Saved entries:
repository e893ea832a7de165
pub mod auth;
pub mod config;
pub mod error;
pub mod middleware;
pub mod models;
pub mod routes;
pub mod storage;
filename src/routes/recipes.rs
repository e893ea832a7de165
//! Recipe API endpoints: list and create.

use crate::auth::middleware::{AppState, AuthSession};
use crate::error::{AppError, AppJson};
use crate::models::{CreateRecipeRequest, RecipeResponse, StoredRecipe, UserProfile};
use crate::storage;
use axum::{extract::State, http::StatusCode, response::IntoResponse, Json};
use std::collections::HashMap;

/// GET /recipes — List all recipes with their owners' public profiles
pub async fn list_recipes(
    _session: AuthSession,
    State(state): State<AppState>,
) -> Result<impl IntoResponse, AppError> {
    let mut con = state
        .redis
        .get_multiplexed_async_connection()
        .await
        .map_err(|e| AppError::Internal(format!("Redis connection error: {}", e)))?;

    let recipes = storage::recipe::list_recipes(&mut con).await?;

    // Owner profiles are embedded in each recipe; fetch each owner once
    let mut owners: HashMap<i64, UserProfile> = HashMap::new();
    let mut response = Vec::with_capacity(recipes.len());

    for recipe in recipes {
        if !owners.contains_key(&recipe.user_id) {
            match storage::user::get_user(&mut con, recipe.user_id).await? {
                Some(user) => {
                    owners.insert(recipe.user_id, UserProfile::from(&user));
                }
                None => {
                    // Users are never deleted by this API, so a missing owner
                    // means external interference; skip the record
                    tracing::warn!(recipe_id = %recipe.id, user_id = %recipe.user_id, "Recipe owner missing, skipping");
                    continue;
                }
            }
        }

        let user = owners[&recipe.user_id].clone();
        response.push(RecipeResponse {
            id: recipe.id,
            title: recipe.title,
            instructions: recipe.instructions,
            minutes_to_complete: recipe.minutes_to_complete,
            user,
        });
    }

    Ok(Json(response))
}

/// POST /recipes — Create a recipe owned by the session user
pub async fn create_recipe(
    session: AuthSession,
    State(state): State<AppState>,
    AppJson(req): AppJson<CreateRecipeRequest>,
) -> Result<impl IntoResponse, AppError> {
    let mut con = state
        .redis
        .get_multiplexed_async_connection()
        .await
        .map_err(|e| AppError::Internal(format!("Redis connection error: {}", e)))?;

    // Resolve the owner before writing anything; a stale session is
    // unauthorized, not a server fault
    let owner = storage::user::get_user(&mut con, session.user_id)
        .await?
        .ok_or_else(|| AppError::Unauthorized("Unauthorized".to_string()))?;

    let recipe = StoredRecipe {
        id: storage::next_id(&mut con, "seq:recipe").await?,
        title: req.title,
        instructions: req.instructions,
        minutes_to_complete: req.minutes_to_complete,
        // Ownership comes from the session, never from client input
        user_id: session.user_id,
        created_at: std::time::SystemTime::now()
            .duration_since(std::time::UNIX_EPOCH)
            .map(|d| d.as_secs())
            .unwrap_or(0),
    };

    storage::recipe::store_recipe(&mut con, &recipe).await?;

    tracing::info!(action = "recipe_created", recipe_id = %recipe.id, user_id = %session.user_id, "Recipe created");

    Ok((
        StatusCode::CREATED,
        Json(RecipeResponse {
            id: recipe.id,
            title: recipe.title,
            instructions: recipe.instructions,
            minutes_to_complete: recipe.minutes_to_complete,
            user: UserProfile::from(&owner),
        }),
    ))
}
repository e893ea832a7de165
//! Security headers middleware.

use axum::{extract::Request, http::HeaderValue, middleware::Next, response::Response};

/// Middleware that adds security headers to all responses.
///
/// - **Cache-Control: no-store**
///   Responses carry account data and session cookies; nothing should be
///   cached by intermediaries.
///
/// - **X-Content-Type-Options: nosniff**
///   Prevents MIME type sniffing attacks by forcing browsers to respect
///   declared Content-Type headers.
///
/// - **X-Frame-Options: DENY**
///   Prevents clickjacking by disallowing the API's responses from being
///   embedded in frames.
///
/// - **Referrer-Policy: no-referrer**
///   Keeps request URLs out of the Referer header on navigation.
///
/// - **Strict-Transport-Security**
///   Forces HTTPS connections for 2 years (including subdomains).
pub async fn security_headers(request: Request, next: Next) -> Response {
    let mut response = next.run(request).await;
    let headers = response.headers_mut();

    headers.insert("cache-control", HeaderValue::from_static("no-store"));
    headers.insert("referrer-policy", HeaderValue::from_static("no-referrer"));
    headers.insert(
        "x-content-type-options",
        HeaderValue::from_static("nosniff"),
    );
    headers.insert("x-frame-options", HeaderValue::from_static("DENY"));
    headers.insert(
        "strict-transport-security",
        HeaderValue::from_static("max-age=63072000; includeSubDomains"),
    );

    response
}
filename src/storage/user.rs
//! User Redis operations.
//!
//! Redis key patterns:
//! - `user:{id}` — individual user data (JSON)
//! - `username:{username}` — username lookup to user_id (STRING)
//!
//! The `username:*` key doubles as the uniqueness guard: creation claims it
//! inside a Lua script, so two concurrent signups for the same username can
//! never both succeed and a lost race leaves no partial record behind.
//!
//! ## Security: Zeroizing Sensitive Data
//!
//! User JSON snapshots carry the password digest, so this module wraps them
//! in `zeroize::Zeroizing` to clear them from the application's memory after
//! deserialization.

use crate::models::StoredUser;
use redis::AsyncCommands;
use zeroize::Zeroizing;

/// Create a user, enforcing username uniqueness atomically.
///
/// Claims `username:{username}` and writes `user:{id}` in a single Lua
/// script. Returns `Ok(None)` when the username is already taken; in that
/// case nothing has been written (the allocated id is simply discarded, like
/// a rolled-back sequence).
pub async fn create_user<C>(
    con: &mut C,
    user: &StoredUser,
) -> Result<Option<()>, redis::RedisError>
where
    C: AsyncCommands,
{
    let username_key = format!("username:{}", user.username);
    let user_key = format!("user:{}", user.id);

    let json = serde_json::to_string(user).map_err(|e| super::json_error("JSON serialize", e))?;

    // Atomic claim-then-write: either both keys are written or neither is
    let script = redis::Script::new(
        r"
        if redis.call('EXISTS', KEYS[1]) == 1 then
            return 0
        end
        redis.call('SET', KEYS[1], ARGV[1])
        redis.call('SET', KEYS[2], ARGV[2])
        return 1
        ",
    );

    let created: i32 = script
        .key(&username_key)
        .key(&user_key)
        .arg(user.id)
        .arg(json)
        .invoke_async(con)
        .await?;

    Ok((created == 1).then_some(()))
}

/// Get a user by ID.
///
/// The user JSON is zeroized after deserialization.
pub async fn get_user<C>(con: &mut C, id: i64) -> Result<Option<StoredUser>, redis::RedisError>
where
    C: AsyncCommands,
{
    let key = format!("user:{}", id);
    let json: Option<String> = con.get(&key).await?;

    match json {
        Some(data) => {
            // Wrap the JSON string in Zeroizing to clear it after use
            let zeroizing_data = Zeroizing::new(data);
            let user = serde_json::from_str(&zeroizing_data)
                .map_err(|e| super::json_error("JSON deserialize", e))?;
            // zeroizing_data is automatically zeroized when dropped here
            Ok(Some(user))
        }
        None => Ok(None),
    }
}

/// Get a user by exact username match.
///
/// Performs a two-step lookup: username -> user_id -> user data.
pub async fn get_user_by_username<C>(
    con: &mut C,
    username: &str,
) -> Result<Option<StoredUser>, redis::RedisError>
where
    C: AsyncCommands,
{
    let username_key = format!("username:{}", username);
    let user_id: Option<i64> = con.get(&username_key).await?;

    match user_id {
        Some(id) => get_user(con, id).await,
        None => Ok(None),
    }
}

Task description:
Your answer should consist solely of the lines above from the line with "application's memory after" to the line with "let json = serde_json::to_string(user).map_err(|e|", both included, reproduced exactly.

Task result:
//! in `zeroize::Zeroizing` to clear them from the application's memory after
//! deserialization.

use crate::models::StoredUser;
use redis::AsyncCommands;
use zeroize::Zeroizing;

/// Create a user, enforcing username uniqueness atomically.
///
/// Claims `username:{username}` and writes `user:{id}` in a single Lua
/// script. Returns `Ok(None)` when the username is already taken; in that
/// case nothing has been written (the allocated id is simply discarded, like
/// a rolled-back sequence).
pub async fn create_user<C>(
    con: &mut C,
    user: &StoredUser,
) -> Result<Option<()>, redis::RedisError>
where
    C: AsyncCommands,
{
    let username_key = format!("username:{}", user.username);
    let user_key = format!("user:{}", user.id);

    let json = serde_json::to_string(user).map_err(|e| super::json_error("JSON serialize", e))?;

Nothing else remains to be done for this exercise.